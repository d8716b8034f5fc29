//! Order sizing: turns a signal plus the current book into at most one order.
//!
//! Two policies, selected once per run and never blended:
//!
//! - `FixedLot`: one lot per entry, `signal.strength` is ignored.
//!
//! | signal | position | order          |
//! |--------|----------|----------------|
//! | LONG   | 0        | BUY `lot`      |
//! | LONG   | < 0      | BUY `2 * lot`  |
//! | SHORT  | 0        | SELL `lot`     |
//! | SHORT  | > 0      | SELL `2 * lot` |
//! | EXIT   | > 0      | SELL `|pos|`   |
//! | EXIT   | < 0      | BUY `|pos|`    |
//! | otherwise         || none           |
//!
//! - `Proportional`: target holdings are `total * strength`, signed by the
//!   signal. The order closes the gap between current and target market
//!   value, rounded down to whole lots for equities.

use crate::domain::{lot_size, Direction, MarketKind, OrderEvent, SignalEvent, SignalType};
use crate::error::EngineError;
use serde::{Deserialize, Serialize};

/// Book state for the signal's symbol at the time the signal is handled.
#[derive(Debug, Clone, Copy, PartialEq)]
pub struct SizingContext {
    /// Signed position in the symbol.
    pub position: i64,
    /// Current market value held in the symbol.
    pub holdings: f64,
    /// Current account total.
    pub total: f64,
    /// Latest close for the symbol, if any bar was released.
    pub price: Option<f64>,
}

#[derive(Debug, Clone, Copy, PartialEq, Eq, Default, Serialize, Deserialize)]
#[serde(rename_all = "SCREAMING_SNAKE_CASE")]
pub enum OrderSizing {
    #[default]
    FixedLot,
    Proportional,
}

impl OrderSizing {
    pub fn name(&self) -> &'static str {
        match self {
            OrderSizing::FixedLot => "fixed_lot",
            OrderSizing::Proportional => "proportional",
        }
    }

    /// Order for `signal`, or `None` when the book is already in the desired state.
    pub fn order_for(
        &self,
        signal: &SignalEvent,
        ctx: &SizingContext,
    ) -> Result<Option<OrderEvent>, EngineError> {
        let order = match self {
            OrderSizing::FixedLot => fixed_lot(signal, ctx.position),
            OrderSizing::Proportional => proportional(signal, ctx)?,
        };
        Ok(order.filter(|o| o.quantity > 0))
    }
}

fn fixed_lot(signal: &SignalEvent, position: i64) -> Option<OrderEvent> {
    let lot = lot_size(&signal.symbol);
    let symbol = signal.symbol.as_str();
    match (signal.signal_type, position.signum()) {
        (SignalType::Long, 0) => Some(OrderEvent::market(symbol, lot, Direction::Buy)),
        (SignalType::Long, -1) => Some(OrderEvent::market(symbol, 2 * lot, Direction::Buy)),
        (SignalType::Short, 0) => Some(OrderEvent::market(symbol, lot, Direction::Sell)),
        (SignalType::Short, 1) => Some(OrderEvent::market(symbol, 2 * lot, Direction::Sell)),
        (SignalType::Exit, _) => exit(symbol, position),
        _ => None,
    }
}

fn exit(symbol: &str, position: i64) -> Option<OrderEvent> {
    match position.signum() {
        1 => Some(OrderEvent::market(symbol, position.unsigned_abs(), Direction::Sell)),
        -1 => Some(OrderEvent::market(symbol, position.unsigned_abs(), Direction::Buy)),
        _ => None,
    }
}

fn proportional(signal: &SignalEvent, ctx: &SizingContext) -> Result<Option<OrderEvent>, EngineError> {
    let symbol = signal.symbol.as_str();
    if signal.signal_type == SignalType::Exit {
        return Ok(exit(symbol, ctx.position));
    }

    if !(signal.strength > 0.0 && signal.strength <= 1.0) {
        return Err(EngineError::InvalidParameter(format!(
            "signal strength {} for '{symbol}' is outside (0, 1]",
            signal.strength
        )));
    }
    let price = ctx
        .price
        .filter(|p| p.is_finite() && *p > 0.0)
        .ok_or_else(|| EngineError::NoMarketData {
            symbol: symbol.to_string(),
        })?;

    let side = if signal.signal_type == SignalType::Long { 1.0 } else { -1.0 };
    let target = ctx.total * signal.strength * side;
    let delta = target - ctx.holdings;

    let quantity = if MarketKind::of(symbol).is_equity() {
        let lot = lot_size(symbol) as f64;
        (delta / price / lot).floor() * lot
    } else {
        (delta / price).floor()
    };
    if !quantity.is_finite() || quantity == 0.0 {
        return Ok(None);
    }

    let direction = if quantity > 0.0 { Direction::Buy } else { Direction::Sell };
    Ok(Some(OrderEvent::market(symbol, quantity.abs() as u64, direction)))
}

#[cfg(test)]
mod tests {
    use super::*;
    use chrono::NaiveDate;

    fn signal(symbol: &str, signal_type: SignalType) -> SignalEvent {
        let ts = NaiveDate::from_ymd_opt(2015, 4, 8)
            .unwrap()
            .and_hms_opt(0, 0, 0)
            .unwrap();
        SignalEvent::new(symbol, ts, signal_type)
    }

    fn ctx(position: i64) -> SizingContext {
        SizingContext {
            position,
            holdings: 0.0,
            total: 100_000.0,
            price: Some(10.0),
        }
    }

    fn fixed(symbol: &str, signal_type: SignalType, position: i64) -> Option<(u64, Direction)> {
        OrderSizing::FixedLot
            .order_for(&signal(symbol, signal_type), &ctx(position))
            .unwrap()
            .map(|o| (o.quantity, o.direction))
    }

    // ── Fixed lot state table ──

    #[test]
    fn fixed_lot_entries() {
        assert_eq!(fixed("600008", SignalType::Long, 0), Some((100, Direction::Buy)));
        assert_eq!(fixed("600008", SignalType::Long, -100), Some((200, Direction::Buy)));
        assert_eq!(fixed("000001", SignalType::Short, 0), Some((100, Direction::Sell)));
        assert_eq!(fixed("000001", SignalType::Short, 100), Some((200, Direction::Sell)));
    }

    #[test]
    fn fixed_lot_exits_flatten() {
        assert_eq!(fixed("600008", SignalType::Exit, 300), Some((300, Direction::Sell)));
        assert_eq!(fixed("600008", SignalType::Exit, -200), Some((200, Direction::Buy)));
    }

    #[test]
    fn fixed_lot_no_order_when_already_there() {
        assert_eq!(fixed("600008", SignalType::Long, 100), None);
        assert_eq!(fixed("600008", SignalType::Short, -100), None);
        assert_eq!(fixed("600008", SignalType::Exit, 0), None);
    }

    #[test]
    fn fixed_lot_futures_trade_single_contracts() {
        assert_eq!(fixed("IF1512", SignalType::Long, 0), Some((1, Direction::Buy)));
        assert_eq!(fixed("RB1601", SignalType::Short, 1), Some((2, Direction::Sell)));
    }

    #[test]
    fn fixed_lot_ignores_strength() {
        let half = signal("600008", SignalType::Long).with_strength(0.5);
        let order = OrderSizing::FixedLot.order_for(&half, &ctx(0)).unwrap().unwrap();
        assert_eq!(order.quantity, 100);
    }

    // ── Proportional ──

    #[test]
    fn proportional_long_rounds_down_to_lots() {
        let s = signal("600008", SignalType::Long).with_strength(0.5);
        let c = SizingContext {
            price: Some(33.0),
            ..ctx(0)
        };
        // 50_000 / 33 = 1515.15 shares -> 15 lots
        let order = OrderSizing::Proportional.order_for(&s, &c).unwrap().unwrap();
        assert_eq!(order.quantity, 1500);
        assert_eq!(order.direction, Direction::Buy);
    }

    #[test]
    fn proportional_long_above_target_sells_down() {
        let s = signal("000001", SignalType::Long).with_strength(0.1);
        let c = SizingContext {
            position: 2000,
            holdings: 20_000.0,
            ..ctx(2000)
        };
        // target 10_000, delta -10_000 -> -1000 shares
        let order = OrderSizing::Proportional.order_for(&s, &c).unwrap().unwrap();
        assert_eq!(order.quantity, 1000);
        assert_eq!(order.direction, Direction::Sell);
    }

    #[test]
    fn proportional_short_sells() {
        let s = signal("RB1601", SignalType::Short).with_strength(0.01);
        // target -1000 at 10.0 -> -100 contracts
        let order = OrderSizing::Proportional.order_for(&s, &ctx(0)).unwrap().unwrap();
        assert_eq!(order.quantity, 100);
        assert_eq!(order.direction, Direction::Sell);
    }

    #[test]
    fn proportional_tiny_delta_emits_nothing() {
        let s = signal("600008", SignalType::Long).with_strength(0.005);
        // 500 / 10 = 50 shares, less than one lot
        assert!(OrderSizing::Proportional.order_for(&s, &ctx(0)).unwrap().is_none());
    }

    #[test]
    fn proportional_exit_flattens() {
        let s = signal("600008", SignalType::Exit);
        let order = OrderSizing::Proportional.order_for(&s, &ctx(700)).unwrap().unwrap();
        assert_eq!((order.quantity, order.direction), (700, Direction::Sell));
    }

    #[test]
    fn proportional_requires_price_and_valid_strength() {
        let s = signal("600008", SignalType::Long);
        let no_price = SizingContext { price: None, ..ctx(0) };
        assert!(matches!(
            OrderSizing::Proportional.order_for(&s, &no_price),
            Err(EngineError::NoMarketData { .. })
        ));

        let bad = signal("600008", SignalType::Long).with_strength(1.5);
        assert!(matches!(
            OrderSizing::Proportional.order_for(&bad, &ctx(0)),
            Err(EngineError::InvalidParameter(_))
        ));
    }

    #[test]
    fn sizing_serializes_screaming_snake() {
        assert_eq!(serde_json::to_string(&OrderSizing::FixedLot).unwrap(), "\"FIXED_LOT\"");
        assert_eq!(OrderSizing::default(), OrderSizing::FixedLot);
    }
}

## Task description
Repeat, word for word, the lines above between the line holding "bar was released." and the line holding "(SignalType::Long, 0) =>", inclusive; omit everything else.

## Exercise output
    /// Latest close for the symbol, if any bar was released.
    pub price: Option<f64>,
}

#[derive(Debug, Clone, Copy, PartialEq, Eq, Default, Serialize, Deserialize)]
#[serde(rename_all = "SCREAMING_SNAKE_CASE")]
pub enum OrderSizing {
    #[default]
    FixedLot,
    Proportional,
}

impl OrderSizing {
    pub fn name(&self) -> &'static str {
        match self {
            OrderSizing::FixedLot => "fixed_lot",
            OrderSizing::Proportional => "proportional",
        }
    }

    /// Order for `signal`, or `None` when the book is already in the desired state.
    pub fn order_for(
        &self,
        signal: &SignalEvent,
        ctx: &SizingContext,
    ) -> Result<Option<OrderEvent>, EngineError> {
        let order = match self {
            OrderSizing::FixedLot => fixed_lot(signal, ctx.position),
            OrderSizing::Proportional => proportional(signal, ctx)?,
        };
        Ok(order.filter(|o| o.quantity > 0))
    }
}

fn fixed_lot(signal: &SignalEvent, position: i64) -> Option<OrderEvent> {
    let lot = lot_size(&signal.symbol);
    let symbol = signal.symbol.as_str();
    match (signal.signal_type, position.signum()) {
        (SignalType::Long, 0) => Some(OrderEvent::market(symbol, lot, Direction::Buy)),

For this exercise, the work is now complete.